As exportações do Estado registraram, em novembro US$ 1,1 bilhão, atingindo 7,60% do total de US$ 14,8 bilhões do País. Com esse resultado, o Rio Grande do Sul alcançou a quarta posição no ranking nacional, abaixo de São Paulo (28,49%), Rio de Janeiro (14,62%) e Minas Gerais (12,13%).
Em relação a novembro do ano anterior, o seu desempenho (-3,7%) ficou bem abaixo do nacional (5,0%). Esse resultado no Estado foi conseqüência do acréscimo (13,4%) nos preços em dólares e da queda (-15,0%) no volume físico exportado.
Destaca-se, na agropecuária, a redução de US$ 15,7 milhões nas exportações de grãos de soja. Na indústria de transformação, salientam-se o crescimento do volume físico exportado nos setores de têxteis (56,8%) e fumo (2,1%) e o decréscimo nos de couros e calçados (-25,1%), produtos alimentícios (-12,3%), produtos químicos (-17,8%), veículos (-18,8%), derivados do petróleo (-39,5%) e máquinas e equipamentos (-10,1%). Por países de destino, ressaltam-se o crescimento para a China (36,4%), Irã (398,7%) e Angola (102,4%) e a queda das mesmas para a Argentina (-20,4%), a Rússia (-44,1%), os Estados Unidos (-12,8%) e a Alemanha (-37,2%).

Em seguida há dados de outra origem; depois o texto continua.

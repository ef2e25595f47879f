// src/traverse/mod.rs
// =============================================================================
// Recursive traversal over a provider's node graph, driven by the task queue.
//
// Submodules:
// - orchestrator: visit / expand / fan-in (Traversal, traverse)
// - visited:      dedup by canonical key
// - sink:         hits + absorbed errors, and the final Report
// - events:       started / visited / found / error / finished subscribers
// - predicate:    what makes a leaf a hit
// =============================================================================

mod events;
mod orchestrator;
mod predicate;
mod sink;
mod visited;

pub use events::{Event, EventKind};
pub use orchestrator::{traverse, Traversal};
pub use predicate::{ContainsKeyword, Predicate};
pub use sink::{ErrorRecord, RenderedReport, Report, RunStats};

No acumulado de janeiro a novembro, as exportações atingiram US$ 17,2 bilhões, 9,37% do total de US$ 184,1 bilhões do País, levando o Estado à quarta posição no ranking nacional, abaixo de São Paulo (28,81%), Minas Gerais (12,49%) e Rio de Janeiro (9,44%). As exportações estaduais registraram, nesse período, um desempenho (25,5%) inferior ao nacional (25,8%). O volume físico exportado pelo Estado registrou uma queda de 6,5%, enquanto os preços apresentaram um crescimento de 34,3%.
Destaca-se, na agropecuária, o aumento de US$ 195,8 milhões nas exportações de trigo. Na indústria de transformação, distingue-se o crescimento nos setores de produtos alimentícios (6,5%), máquinas e equipamentos (14,7%) e veículos (5,8%). Salientam-se negativamente os setores de couros e calçados (-18,1%), derivados do petróleo (-49,2%) e produtos químicos (-11,8%). Os países que mais elevaram suas compras do Estado, no período, foram os Estados Unidos (40,6%) e a China (35,0%).